* [Aim of the exercise]: Within the material below, how many lines carry the word "struct"? Answer with a single number.

* [Records for the task]:
use testcontainers_modules::{postgres, testcontainers};
use todo_api::todo::{PageRequest, SeaOrmToDoRepository, ToDoFields, ToDoRepository};

mod common;

pub struct TestContext {
    #[allow(dead_code)] // container is kept to ensure it's not dropped
    pub container: testcontainers::ContainerAsync<postgres::Postgres>,
    pub repository: SeaOrmToDoRepository,
}

async fn setup() -> anyhow::Result<TestContext> {
    // Allow multiple calls to init for tests.
    let _ = tracing_subscriber::fmt().try_init();
    let container = common::setup_container().await?;
    let db = common::setup_postgres_db(&container).await?;
    Ok(TestContext {
        container,
        repository: SeaOrmToDoRepository::new(db),
    })
}

#[tokio::test]
#[ignore = "needs a Docker daemon"]
async fn can_round_trip_to_dos_through_postgres() {
    let state = setup().await.expect("Failed to setup test context");
    let repository = &state.repository;

    let done = repository
        .save(ToDoFields {
            name: "Nome 1".to_string(),
            description: "Descrição 1".to_string(),
            status: true,
        })
        .await
        .expect("Failed to save to-do");
    repository
        .save(ToDoFields {
            name: "Nome 2".to_string(),
            description: "Descrição 2".to_string(),
            status: false,
        })
        .await
        .expect("Failed to save to-do");

    let all = repository
        .find_all(PageRequest::default())
        .await
        .expect("Failed to find all");
    assert_eq!(all.items().len(), 2);

    let filtered = repository
        .find_by_status(true, PageRequest::default())
        .await
        .expect("Failed to find by status");
    assert_eq!(filtered.items(), [done.clone()]);

    repository.delete(done.clone()).await.expect("Failed to delete");
    let found = repository
        .find_by_id(done.id())
        .await
        .expect("Failed to find by id");
    assert!(found.is_none());
}
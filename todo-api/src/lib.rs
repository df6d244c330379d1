pub mod config {
    use serde::Deserialize;

    #[derive(Deserialize, Debug)]
    pub struct Config {
        pub db_url: String,
        #[serde(default = "default_port")]
        pub port: u16,
    }

    impl Config {
        /// Loads configuration from environment variables.
        pub fn from_env() -> anyhow::Result<Self> {
            let settings = config::Config::builder()
                .add_source(config::Environment::default())
                .build()?;

            let config: Config = settings.try_deserialize()?;
            Ok(config)
        }
    }

    fn default_port() -> u16 {
        8080
    }
}
pub mod entities;
pub mod todo;
pub mod web;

* [Exercise answer]: 2